Dale Zuck: We're here for Senator Ted Cruz. He's here in Victoria! Ted is a true conservative, true Texan, and we're looking forward to hearing from him!

The documentary then portrayed Cruz talking about victory over the Islamic terrorist group ISIS, as somehow sinister, perhaps an example of GOP Islamophobia. After scenes of the crowd shouting “Ted Cruz! Ted Cruz! Ted Cruz!” the documentary segued right to the bail hearing for Perez.

Following a montage of statues of Confederate soldiers, local former Baptist minister Allen Coffey is seen saying: “White supremacy is not confined to the South. It never has been. But it has a much tighter hold on the South.” Next on screen: A digital church billboard that read “Praying for President Trump.” Subtle!

Even though this particular example of “white supremacy” came from a Latino man, PBS stuck to the narrative.

Coffey: There are a lot of folks who are white supremacists, they just don't realize it.

Lu was much nicer to Democrats, like Sen. Cruz’s failed 2018 Democratic opponent Beto O’Rourke. Documentary star Omar Rachid introduced O’Rourke at a local rally.

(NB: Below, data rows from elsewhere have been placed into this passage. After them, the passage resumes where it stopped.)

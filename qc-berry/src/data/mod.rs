//! session 表: 原始分隔文本在进入核心逻辑之前的类型化边界.
//!
//! 字符串布尔值 ("TRUE"/"FALSE") 在这里被规范成 `bool`, 序列化数组在这里被严格解析,
//! 之后的启发式不再接触原始字符串.

use std::collections::{BTreeMap, BTreeSet};

use crate::config::{Field, FieldMap};
use crate::error::{ListParseError, QcError, QcResult};

mod list;
mod table;
pub mod visit;

pub use list::{nth, parse_number_list, render_number_list};
pub use table::{fmt_f64, is_missing, parse_f64, Delimiter, RawTable};

/// 已解析的数组字段. 缺失值解析为 `Err(ListParseError::Empty)`.
pub type ListCell = Result<Vec<f64>, ListParseError>;

/// 已解析的数值字段. 缺失为 `Ok(None)`, 有值但不是数字为 `Err(ListParseError::NonNumeric)`.
pub type NumCell = Result<Option<f64>, ListParseError>;

/// 一个 (被试, 访视) 的类型化 session 记录.
///
/// `row` 是该记录在原始输入表中的行号, 在一次运行中唯一且不变.
#[derive(Clone, Debug, PartialEq)]
pub struct SessionRecord {
    /// 原始行号 (从 0 开始, 不含表头).
    pub row: usize,
    /// 被试 ID.
    pub subject_id: String,
    /// 访视代码 (原文).
    pub visit_code: String,
    /// Image ID. 缺失或非整数时为 `None`.
    pub image_id: Option<i64>,
    /// NIfTI 是否存在.
    pub nifti_exists: bool,
    /// JSON sidecar 是否存在.
    pub json_exists: bool,
    /// T1w 是否存在.
    pub t1w_exists: bool,
    /// NIfTI `dim`.
    pub nifti_dim: ListCell,
    /// NIfTI `pixdim`.
    pub nifti_pixdim: ListCell,
    /// 重复时间, 秒.
    pub repetition_time: NumCell,
    /// 相位视野百分比.
    pub percent_phase_fov: NumCell,
    /// 线圈名.
    pub coil_string: Option<String>,
    /// 厂商名.
    pub manufacturer: Option<String>,
    cells: Vec<String>,
}

impl SessionRecord {
    /// 该记录的原始单元格, 与 [`SessionTable::headers`] 对齐.
    #[inline]
    pub fn cells(&self) -> &[String] {
        &self.cells
    }

    /// 行身份 `(subject_id, visit_code)`.
    #[inline]
    pub fn key(&self) -> (&str, &str) {
        (&self.subject_id, &self.visit_code)
    }
}

/// 把 "TRUE"/"FALSE" 风格 (大小写不敏感, 忽略首尾空白) 的单元格规范为布尔值.
/// 除 "TRUE" 以外的任何值都视为 `false`.
#[inline]
pub fn parse_flag(cell: &str) -> bool {
    cell.trim().eq_ignore_ascii_case("true")
}

/// 解析整数单元格. 兼容 pandas 把整数列写成 `123.0` 的情况.
pub fn parse_int(cell: &str) -> Option<i64> {
    let c = cell.trim();
    c.parse::<i64>().ok().or_else(|| {
        let f = parse_f64(c)?;
        (f.fract() == 0.0 && f.abs() < i64::MAX as f64).then_some(f as i64)
    })
}

/// 类型化的 session 表.
///
/// 行的顺序即输入顺序. 过滤只会删除行, 不会重排或新增.
#[derive(Clone, Debug, PartialEq)]
pub struct SessionTable {
    name: String,
    headers: Vec<String>,
    present: BTreeSet<Field>,
    records: Vec<SessionRecord>,
}

/// 列下标解析结果. 不存在的列取到的值一律为空串.
struct Columns(BTreeMap<Field, usize>);

impl Columns {
    fn resolve(raw: &RawTable, fields: &FieldMap) -> Self {
        Self(
            Field::ALL
                .iter()
                .filter_map(|f| raw.column(fields.column(*f)).map(|c| (*f, c)))
                .collect(),
        )
    }

    #[inline]
    fn get<'a>(&self, cells: &'a [String], field: Field) -> &'a str {
        self.0
            .get(&field)
            .and_then(|c| cells.get(*c))
            .map_or("", String::as_str)
    }

    #[inline]
    fn present(&self) -> BTreeSet<Field> {
        self.0.keys().copied().collect()
    }
}

fn non_missing(cell: &str) -> Option<String> {
    (!is_missing(cell)).then(|| cell.to_string())
}

impl SessionTable {
    /// 由原始表构造.
    ///
    /// 被试 ID 列与访视代码列是行身份的组成部分, 缺失时返回配置错误.
    /// 其余字段的列可以缺失, 由用到它们的启发式在运行前检查 (见 [`Self::require`]).
    pub fn ingest(raw: RawTable, fields: &FieldMap) -> QcResult<Self> {
        raw.require(&fields.subject_id)?;
        raw.require(&fields.visit_code)?;

        let cols = Columns::resolve(&raw, fields);
        let present = cols.present();
        let (name, headers, rows) = raw.into_parts();

        let records = rows
            .into_iter()
            .enumerate()
            .map(|(row, cells)| SessionRecord {
                row,
                subject_id: cols.get(&cells, Field::SubjectId).trim().to_string(),
                visit_code: cols.get(&cells, Field::VisitCode).trim().to_string(),
                image_id: parse_int(cols.get(&cells, Field::ImageId)),
                nifti_exists: parse_flag(cols.get(&cells, Field::NiftiExists)),
                json_exists: parse_flag(cols.get(&cells, Field::JsonExists)),
                t1w_exists: parse_flag(cols.get(&cells, Field::T1wExists)),
                nifti_dim: parse_list_cell(cols.get(&cells, Field::NiftiDim)),
                nifti_pixdim: parse_list_cell(cols.get(&cells, Field::NiftiPixdim)),
                repetition_time: parse_num_cell(cols.get(&cells, Field::RepetitionTime)),
                percent_phase_fov: parse_num_cell(cols.get(&cells, Field::PercentPhaseFov)),
                coil_string: non_missing(cols.get(&cells, Field::CoilString)),
                manufacturer: non_missing(cols.get(&cells, Field::Manufacturer)),
                cells,
            })
            .collect();

        Ok(Self {
            name,
            headers,
            present,
            records,
        })
    }

    /// 检查 `fields` 对应的列都存在于输入表中.
    pub fn require(&self, fields: &[Field], map: &FieldMap) -> QcResult<()> {
        match fields.iter().find(|f| !self.present.contains(*f)) {
            Some(f) => Err(QcError::missing_column(
                self.name.as_str(),
                map.column(*f),
            )),
            None => Ok(()),
        }
    }

    /// 表的描述 (通常是来源路径).
    #[inline]
    pub fn name(&self) -> &str {
        &self.name
    }

    /// 原始列名.
    #[inline]
    pub fn headers(&self) -> &[String] {
        &self.headers
    }

    /// 所有记录.
    #[inline]
    pub fn records(&self) -> &[SessionRecord] {
        &self.records
    }

    /// 按输入顺序迭代记录.
    #[inline]
    pub fn iter(&self) -> impl ExactSizeIterator<Item = &SessionRecord> {
        self.records.iter()
    }

    /// 行数.
    #[inline]
    pub fn len(&self) -> usize {
        self.records.len()
    }

    /// 是否为空.
    #[inline]
    pub fn is_empty(&self) -> bool {
        self.records.is_empty()
    }

    /// 所有记录的原始行号.
    pub fn row_ids(&self) -> Vec<usize> {
        self.records.iter().map(|r| r.row).collect()
    }

    /// 不同被试的个数.
    pub fn subject_count(&self) -> usize {
        self.records
            .iter()
            .map(|r| r.subject_id.as_str())
            .collect::<BTreeSet<_>>()
            .len()
    }

    /// 按掩码把表切分为 `(保留, 丢弃)` 两部分. `true` 表示保留.
    ///
    /// `mask` 的长度必须与表的行数一致, 否则程序 panic.
    pub fn partition(&self, mask: &[bool]) -> (Self, Self) {
        assert_eq!(mask.len(), self.len(), "mask length mismatch");
        let (kept, dropped): (Vec<_>, Vec<_>) = self
            .records
            .iter()
            .zip(mask)
            .partition(|(_, keep)| **keep);
        (
            self.with_records(kept.into_iter().map(|(r, _)| r.clone()).collect()),
            self.with_records(dropped.into_iter().map(|(r, _)| r.clone()).collect()),
        )
    }

    /// 相同列结构的空表.
    #[inline]
    pub fn empty_like(&self) -> Self {
        self.with_records(Vec::new())
    }

    fn with_records(&self, records: Vec<SessionRecord>) -> Self {
        Self {
            name: self.name.clone(),
            headers: self.headers.clone(),
            present: self.present.clone(),
            records,
        }
    }

    /// 还原为原始表 (全部列, 输入列序).
    pub fn to_raw(&self) -> RawTable {
        RawTable::new(
            self.name.as_str(),
            self.headers.clone(),
            self.records.iter().map(|r| r.cells.clone()).collect(),
        )
    }
}

#[inline]
fn parse_list_cell(cell: &str) -> ListCell {
    if is_missing(cell) {
        Err(ListParseError::Empty)
    } else {
        parse_number_list(cell)
    }
}

#[inline]
fn parse_num_cell(cell: &str) -> NumCell {
    if is_missing(cell) {
        return Ok(None);
    }
    let c = cell.trim();
    c.parse()
        .map(Some)
        .map_err(|_| ListParseError::NonNumeric(c.to_string()))
}

#[cfg(test)]
pub(crate) mod tests {
    use super::*;

    /// 测试用 anchor 表的列.
    pub(crate) const HEADERS: [&str; 12] = [
        "Image_ID",
        "Subject_ID",
        "VISCODE",
        "NIfTI_exists",
        "JSON_exists",
        "T1w_exists",
        "nifti_dim",
        "nifti_pixdim",
        "json_RepetitionTime",
        "json_PercentPhaseFOV",
        "json_CoilString",
        "json_Manufacturer",
    ];

    /// 一行各项均合格的 session: 深度 160, TR 3.0, 300 volumes.
    pub(crate) fn good_row(image_id: i64, subject: &str, visit: &str) -> Vec<String> {
        [
            image_id.to_string().as_str(),
            subject,
            visit,
            "TRUE",
            "TRUE",
            "TRUE",
            "[0, 0, 0, 160, 300]",
            "[0, 0, 0, 1.0, 0]",
            "3.0",
            "80",
            "HEAD",
            "Siemens",
        ]
        .iter()
        .map(|s| s.to_string())
        .collect()
    }

    /// 把 `col` 列改为 `value`.
    pub(crate) fn with(mut row: Vec<String>, col: &str, value: &str) -> Vec<String> {
        let pos = HEADERS.iter().position(|h| *h == col).unwrap();
        row[pos] = value.to_string();
        row
    }

    pub(crate) fn table(rows: Vec<Vec<String>>) -> SessionTable {
        let raw = RawTable::new(
            "anchor.csv",
            HEADERS.iter().map(|s| s.to_string()).collect(),
            rows,
        );
        SessionTable::ingest(raw, &FieldMap::default()).unwrap()
    }

    #[test]
    fn test_ingest_normalises_cells() {
        let t = table(vec![
            with(good_row(7, "001_S_0001", "bl"), "NIfTI_exists", " true "),
            with(good_row(8, "001_S_0002", "m06"), "JSON_exists", "False"),
            with(good_row(9, "001_S_0003", "m12"), "nifti_dim", "[0, 0"),
        ]);
        let r = t.records();
        assert!(r[0].nifti_exists && r[0].json_exists);
        assert!(!r[1].json_exists);
        assert_eq!(r[0].image_id, Some(7));
        assert_eq!(r[0].nifti_dim.as_ref().unwrap()[4], 300.0);
        assert_eq!(r[2].nifti_dim, Err(ListParseError::Unbracketed));
        assert_eq!(r[0].coil_string.as_deref(), Some("HEAD"));
        assert_eq!(r[0].repetition_time, Ok(Some(3.0)));
        assert_eq!(r[2].row, 2);
        assert_eq!(t.subject_count(), 3);
    }

    #[test]
    fn test_ingest_numeric_cells() {
        let t = table(vec![
            with(good_row(1, "a", "bl"), "json_RepetitionTime", "3.0s"),
            with(good_row(2, "b", "bl"), "json_RepetitionTime", "NaN"),
            with(good_row(3, "c", "bl"), "json_PercentPhaseFOV", " eighty "),
        ]);
        let r = t.records();
        assert_eq!(r[0].repetition_time, Err(ListParseError::NonNumeric("3.0s".to_string())));
        assert_eq!(r[1].repetition_time, Ok(None));
        assert_eq!(r[2].percent_phase_fov, Err(ListParseError::NonNumeric("eighty".to_string())));
        assert_eq!(r[2].repetition_time, Ok(Some(3.0)));
    }

    #[test]
    fn test_ingest_requires_identity_columns() {
        let raw = RawTable::new("x.csv", vec!["Image_ID".into()], vec![]);
        assert!(matches!(
            SessionTable::ingest(raw, &FieldMap::default()),
            Err(QcError::MissingColumn { column, .. }) if column == "Subject_ID"
        ));
    }

    #[test]
    fn test_require_missing_optional_column() {
        let raw = RawTable::new(
            "x.csv",
            vec!["Subject_ID".into(), "VISCODE".into()],
            vec![vec!["a".into(), "bl".into()]],
        );
        let map = FieldMap::default();
        let t = SessionTable::ingest(raw, &map).unwrap();
        assert!(t.require(&[Field::SubjectId], &map).is_ok());
        assert!(matches!(
            t.require(&[Field::RepetitionTime], &map),
            Err(QcError::MissingColumn { column, .. }) if column == "json_RepetitionTime"
        ));
    }

    #[test]
    fn test_partition_is_complete() {
        let t = table(vec![
            good_row(1, "a", "bl"),
            good_row(2, "b", "bl"),
            good_row(3, "c", "bl"),
        ]);
        let (kept, dropped) = t.partition(&[true, false, true]);
        assert_eq!(kept.row_ids(), vec![0, 2]);
        assert_eq!(dropped.row_ids(), vec![1]);
        assert_eq!(kept.to_raw().headers(), t.headers());
    }

    #[test]
    fn test_parse_int_accepts_float_text() {
        assert_eq!(parse_int("1341794.0"), Some(1341794));
        assert_eq!(parse_int("12.5"), None);
        assert_eq!(parse_int(""), None);
    }
}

Rachid: When asked if I would introduce Beto, I said, are you kidding me? I mean this is like a dream come true! And it gives me the microphone! Beto O'Rourke!

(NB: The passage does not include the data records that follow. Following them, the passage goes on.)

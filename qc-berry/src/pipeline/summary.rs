//! 运行汇总与报告.

use std::fmt;
use std::io::{self, Write};

use crate::consts::MANUFACTURERS;
use crate::data::SessionTable;

/// 单个启发式在累计过滤中的效果.
#[derive(Clone, Debug, PartialEq)]
pub struct DropDetail {
    /// 阶段号.
    pub phase: u32,
    /// 代码名.
    pub heuristic: &'static str,
    /// 可读名.
    pub label: &'static str,
    /// 判定标准.
    pub description: &'static str,
    /// 丢弃行数.
    pub dropped: usize,
    /// 执行后剩余行数.
    pub remaining: usize,
}

/// 一次运行的汇总.
#[derive(Clone, Debug, PartialEq)]
pub struct PhaseSummary {
    /// 初始 session 数.
    pub initial_count: usize,
    /// 初始被试数.
    pub initial_subjects: usize,
    /// 最终保留的 session 数.
    pub final_kept: usize,
    /// 最终保留的被试数.
    pub final_subjects: usize,
    /// 丢弃总数.
    pub total_dropped: usize,
    /// 按执行顺序排列的各启发式效果.
    pub drop_details: Vec<DropDetail>,
}

impl PhaseSummary {
    /// 以 markdown 表格的形式写出.
    pub fn write_markdown<W: Write>(&self, w: &mut W) -> io::Result<()> {
        writeln!(w, "# Session QC summary")?;
        writeln!(w)?;
        writeln!(
            w,
            "Initial: {} sessions from {} subjects.",
            self.initial_count, self.initial_subjects
        )?;
        writeln!(w)?;
        writeln!(w, "| Phase | Heuristic | Criteria | Dropped | Remaining |")?;
        writeln!(w, "|---:|---|---|---:|---:|")?;
        for d in self.drop_details.iter() {
            writeln!(
                w,
                "| {} | {} | {} | {} | {} |",
                d.phase,
                d.label,
                d.description.replace('|', "\\|"),
                d.dropped,
                d.remaining
            )?;
        }
        writeln!(w, "| | **TOTAL** | | {} | {} |", self.total_dropped, self.final_kept)?;
        writeln!(w)?;
        writeln!(
            w,
            "Final: {} sessions from {} subjects ({} dropped).",
            self.final_kept, self.final_subjects, self.total_dropped
        )?;
        Ok(())
    }
}

/// 某阶段的独立重叠分析结果.
#[derive(Clone, Debug, PartialEq)]
pub struct OverlapReport {
    /// 阶段号.
    pub phase: u32,
    /// 阶段输入行数.
    pub input_count: usize,
    /// 每个启发式单独运行时的丢弃数.
    pub per_heuristic: Vec<(&'static str, usize)>,
    /// 被全部启发式丢弃的行数.
    pub dropped_by_all: usize,
    /// 被任一启发式丢弃的行数.
    pub dropped_by_any: usize,
    /// 该阶段累计执行后实际剩余的行数.
    pub remaining: usize,
}

impl fmt::Display for OverlapReport {
    fn fmt(&self, f: &mut fmt::Formatter<'_>) -> fmt::Result {
        const S4: &str = "    ";

        writeln!(f, "Overlap analysis for phase {} ({} sessions in):", self.phase, self.input_count)?;
        for (name, n) in self.per_heuristic.iter() {
            writeln!(f, "{S4}{name:<32} would drop {n:>5}")?;
        }
        writeln!(f, "{S4}Dropped by all: {}", self.dropped_by_all)?;
        writeln!(f, "{S4}Dropped by any: {}", self.dropped_by_any)?;
        write!(f, "{S4}Remaining after phase: {}", self.remaining)
    }
}

/// 某厂商的缺失字段计数.
#[derive(Clone, Debug, Default, PartialEq, Eq)]
pub struct ManufacturerMissing {
    /// 厂商名.
    pub manufacturer: &'static str,
    /// 该厂商的 session 数.
    pub sessions: usize,
    /// 缺少 TR 的 session 数.
    pub repetition_time: usize,
    /// `nifti_dim` 或 `nifti_pixdim` 缺失或不合法的 session 数.
    pub geometry: usize,
    /// 缺少 `PercentPhaseFOV` 的 session 数.
    pub percent_phase_fov: usize,
    /// 缺少线圈名的 session 数.
    pub coil_string: usize,
}

impl ManufacturerMissing {
    /// 统计 `table` 中各主要厂商的缺失字段.
    ///
    /// 厂商名须与 [`MANUFACTURERS`] 完全一致 (区分大小写), `SIEMENS` 或
    /// `Philips Medical Systems` 之类的写法不计入任何厂商.
    pub fn tally(table: &SessionTable) -> Vec<Self> {
        MANUFACTURERS
            .iter()
            .map(|&m| {
                let mut ans = Self {
                    manufacturer: m,
                    ..Default::default()
                };
                for r in table.iter().filter(|r| r.manufacturer.as_deref() == Some(m)) {
                    ans.sessions += 1;
                    ans.repetition_time += !matches!(r.repetition_time, Ok(Some(_))) as usize;
                    ans.geometry += (r.nifti_dim.is_err() || r.nifti_pixdim.is_err()) as usize;
                    ans.percent_phase_fov += !matches!(r.percent_phase_fov, Ok(Some(_))) as usize;
                    ans.coil_string += r.coil_string.is_none() as usize;
                }
                ans
            })
            .collect()
    }
}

Rachid took Beto’s eventual loss hard, and petulantly blamed the anti-Muslim atmosphere among his neighbors before leaving town for good. Apparently not voting for a liberal Democrat with who's served just three terms in Congress makes one automatically anti-Muslim. (And Beto went on to lose a presidential bid, and a gubernatorial bid.) 

Rachid: We were looking forward to Beto’s victory. But I was disappointed to find out that we actually have a lot more regressive voters, supporting candidates spewing ugliness towards Muslims. People are much more loyal to their political leanings than their friendships.

There were some eyebrow-raising groups named on the documentary’s “Resources” webpage, which linked to 2017 reports from the notorious, Hamas-linked Islamic pressure group CAIR and the discredited Southern Poverty Law Center.

So will there be a future expose “Exploring” the anti-Semitic hate of those marching the streets after Hamas’s terrorist assault on Israel? Don’t count on it.